### Your goal
Set down exactly the entries below, beginning at their first line and ending at the line with "pub const OCR_API_KEY_ENV: &str".

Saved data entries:
↓
//! OCR provider abstraction and implementations.
//!
//! Defines the [`TextExtractor`] trait and concrete implementations:
//! - **[`DisabledExtractor`]**: fails with a fatal error; used when OCR is not configured.
//! - **[`HttpExtractor`]**: posts the image to an OCR HTTP endpoint.
//!
//! Use [`create_extractor`] to instantiate the provider named in `[ocr]`.
//!
//! # HTTP contract
//!
//! ```text
//! POST <ocr.endpoint>
//! Authorization: Bearer $BIZCARD_OCR_API_KEY      (when set)
//! { "image": "<base64>", "content_type": "image/jpeg" }
//!
//! 200 { "lines": [{ "text": "Jane Doe", "confidence": 0.98 }, ...],
//!       "confidence": 0.95 }
//! ```
//!
//! A plain `{ "text": "..." }` body is also accepted and split into lines.
//!
//! # Error classes
//!
//! - HTTP 408, 429 and 5xx, and network errors → transient
//! - other HTTP 4xx (the provider rejected the image) → permanent
//! - 401/403 → fatal (bad credentials)
//!
//! The extractor makes a single attempt per call; the extraction worker
//! wraps it in [`retry`](crate::retry::retry) with the `[ocr]` policy.

use anyhow::{bail, Result};
use async_trait::async_trait;
use base64::Engine;
use serde::Deserialize;
use std::time::Duration;

use crate::config::OcrConfig;
use crate::error::{PipelineError, PipelineResult};

/// Environment variable holding the OCR API key.
pub const OCR_API_KEY_ENV: &str = "BIZCARD_OCR_API_KEY";

/// One recognized line of text.
#[derive(Debug, Clone, PartialEq, Deserialize)]
pub struct OcrLine {
    pub text: String,
    #[serde(default)]
    pub confidence: Option<f64>,
}

/// What the OCR provider returned for one image.
#[derive(Debug, Clone, PartialEq, Default)]
pub struct OcrOutput {
    pub lines: Vec<OcrLine>,
    /// Overall confidence as reported by the provider, if any.
    pub confidence: Option<f64>,
}

impl OcrOutput {
    pub fn from_text(text: &str) -> Self {
        Self {
            lines: text
                .lines()
                .map(str::trim)
                .filter(|l| !l.is_empty())
                .map(|l| OcrLine {
                    text: l.to_string(),
                    confidence: None,
                })
                .collect(),
            confidence: None,
        }
    }

    pub fn line_texts(&self) -> Vec<String> {
        self.lines.iter().map(|l| l.text.clone()).collect()
    }

    pub fn text(&self) -> String {
        self.line_texts().join("\n")
    }

    /// The reported overall confidence, or the mean of per-line confidences.
    pub fn confidence(&self) -> Option<f64> {
        if self.confidence.is_some() {
            return self.confidence;
        }
        let scores: Vec<f64> = self.lines.iter().filter_map(|l| l.confidence).collect();
        if scores.is_empty() {
            None
        } else {
            Some(scores.iter().sum::<f64>() / scores.len() as f64)
        }
    }
}

#[async_trait]
pub trait TextExtractor: Send + Sync {
    /// Provider name, recorded in each record's metadata.
    fn name(&self) -> &str;

    async fn extract(&self, image: &[u8], content_type: &str) -> PipelineResult<OcrOutput>;
}

// ============ Disabled Provider ============

/// Used when `ocr.provider = "disabled"`. Every call fails with a fatal
/// configuration error, so the extraction worker stops without committing.
pub struct DisabledExtractor;

#[async_trait]
impl TextExtractor for DisabledExtractor {
    fn name(&self) -> &str {
        "disabled"
    }

    async fn extract(&self, _image: &[u8], _content_type: &str) -> PipelineResult<OcrOutput> {
        Err(PipelineError::Config(
            "OCR is disabled. Set [ocr] provider in config.".to_string(),
        ))
    }
}

// ============ HTTP Provider ============

pub struct HttpExtractor {
    endpoint: String,
    api_key: Option<String>,
    client: reqwest::Client,
}

impl HttpExtractor {
    pub fn new(config: &OcrConfig) -> Result<Self> {
        let endpoint = config
            .endpoint
            .clone()
            .ok_or_else(|| anyhow::anyhow!("ocr.endpoint required for http provider"))?;
        let client = reqwest::Client::builder()
            .timeout(Duration::from_secs(config.timeout_secs))
            .build()?;
        Ok(Self {
            endpoint,
            api_key: std::env::var(OCR_API_KEY_ENV).ok(),
            client,
        })
    }
}

#[derive(Deserialize)]
struct OcrResponse {
    #[serde(default)]
    lines: Option<Vec<OcrLine>>,
    #[serde(default)]
    text: Option<String>,
    #[serde(default)]
    confidence: Option<f64>,
}

fn parse_ocr_response(body: &str) -> PipelineResult<OcrOutput> {
    let resp: OcrResponse =
        serde_json::from_str(body).map_err(|e| PipelineError::decode("OCR response", e))?;
    let mut output = match (resp.lines, resp.text) {
        (Some(lines), _) => OcrOutput {
            lines,
            confidence: None,
        },
        (None, Some(text)) => OcrOutput::from_text(&text),
        (None, None) => {
            return Err(PipelineError::permanent(
                "ocr",
                "response has neither lines nor text",
            ))
        }
    };
    output.confidence = resp.confidence;
    Ok(output)
}

#[async_trait]
impl TextExtractor for HttpExtractor {
    fn name(&self) -> &str {
        "http"
    }

    async fn extract(&self, image: &[u8], content_type: &str) -> PipelineResult<OcrOutput> {
        let body = serde_json::json!({
            "image": base64::engine::general_purpose::STANDARD.encode(image),
            "content_type": content_type,
        });

        let mut req = self
            .client
            .post(&self.endpoint)
            .header("Content-Type", "application/json")
            .json(&body);
        if let Some(ref key) = self.api_key {
            req = req.header("Authorization", format!("Bearer {}", key));
        }

        let response = req
            .send()
            .await
            .map_err(|e| PipelineError::transient("ocr", e))?;
        let status = response.status().as_u16();
        let text = response
            .text()
            .await
            .map_err(|e| PipelineError::transient("ocr", e))?;

        match status {
            200..=299 => parse_ocr_response(&text),
            401 | 403 => Err(PipelineError::Config(format!(
                "OCR endpoint rejected credentials (HTTP {})",
                status
            ))),
            _ => Err(PipelineError::from_status("ocr", status, &text)),
        }
    }
}

/// Create the [`TextExtractor`] named by `config.provider`.
///
/// | Config Value | Provider |
/// |-------------|----------|
/// | `"disabled"` | [`DisabledExtractor`] |
/// | `"http"` | [`HttpExtractor`] |
pub fn create_extractor(config: &OcrConfig) -> Result<Box<dyn TextExtractor>> {
    match config.provider.as_str() {
        "disabled" => Ok(Box::new(DisabledExtractor)),
        "http" => Ok(Box::new(HttpExtractor::new(config)?)),
        other => bail!("Unknown OCR provider: {}", other),
    }
}

#[cfg(test)]
mod tests {
    use super::*;
    use crate::error::ErrorClass;

    #[test]
    fn parses_line_response_with_confidence() {
        let out = parse_ocr_response(
            r#"{"lines":[{"text":"Jane Doe","confidence":0.9},{"text":"Acme","confidence":0.7}],"confidence":0.85}"#,
        )
        .unwrap();
        assert_eq!(out.text(), "Jane Doe\nAcme");
        assert_eq!(out.confidence(), Some(0.85));
    }

    #[test]
    fn confidence_falls_back_to_line_mean() {
        let out =
            parse_ocr_response(r#"{"lines":[{"text":"a","confidence":0.5},{"text":"b","confidence":1.0}]}"#)
                .unwrap();
        assert_eq!(out.confidence(), Some(0.75));
    }

    #[test]
    fn parses_plain_text_response() {
        let out = parse_ocr_response(r#"{"text":"Jane Doe\n\n  Acme Corp \n"}"#).unwrap();
        assert_eq!(out.line_texts(), vec!["Jane Doe", "Acme Corp"]);
        assert_eq!(out.confidence(), None);
    }

    #[test]
    fn malformed_response_is_permanent() {
        assert_eq!(
            parse_ocr_response("not json").unwrap_err().class(),
            ErrorClass::Permanent
        );
        assert_eq!(
            parse_ocr_response("{}").unwrap_err().class(),
            ErrorClass::Permanent
        );
    }

    #[tokio::test]
    async fn disabled_extractor_is_fatal() {
        let config = OcrConfig::default();
        let extractor = create_extractor(&config).unwrap();
        assert_eq!(extractor.name(), "disabled");
        let err = extractor.extract(b"img", "image/jpeg").await.unwrap_err();
        assert_eq!(err.class(), ErrorClass::Fatal);
    }

    #[test]
    fn unknown_provider_is_rejected() {
        let config = OcrConfig {
            provider: "magic".into(),
            ..OcrConfig::default()
        };
        assert!(create_extractor(&config).is_err());
    }
}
↑
### Response to the task
//! OCR provider abstraction and implementations.
//!
//! Defines the [`TextExtractor`] trait and concrete implementations:
//! - **[`DisabledExtractor`]**: fails with a fatal error; used when OCR is not configured.
//! - **[`HttpExtractor`]**: posts the image to an OCR HTTP endpoint.
//!
//! Use [`create_extractor`] to instantiate the provider named in `[ocr]`.
//!
//! # HTTP contract
//!
//! ```text
//! POST <ocr.endpoint>
//! Authorization: Bearer $BIZCARD_OCR_API_KEY      (when set)
//! { "image": "<base64>", "content_type": "image/jpeg" }
//!
//! 200 { "lines": [{ "text": "Jane Doe", "confidence": 0.98 }, ...],
//!       "confidence": 0.95 }
//! ```
//!
//! A plain `{ "text": "..." }` body is also accepted and split into lines.
//!
//! # Error classes
//!
//! - HTTP 408, 429 and 5xx, and network errors → transient
//! - other HTTP 4xx (the provider rejected the image) → permanent
//! - 401/403 → fatal (bad credentials)
//!
//! The extractor makes a single attempt per call; the extraction worker
//! wraps it in [`retry`](crate::retry::retry) with the `[ocr]` policy.

use anyhow::{bail, Result};
use async_trait::async_trait;
use base64::Engine;
use serde::Deserialize;
use std::time::Duration;

use crate::config::OcrConfig;
use crate::error::{PipelineError, PipelineResult};

/// Environment variable holding the OCR API key.
pub const OCR_API_KEY_ENV: &str = "BIZCARD_OCR_API_KEY";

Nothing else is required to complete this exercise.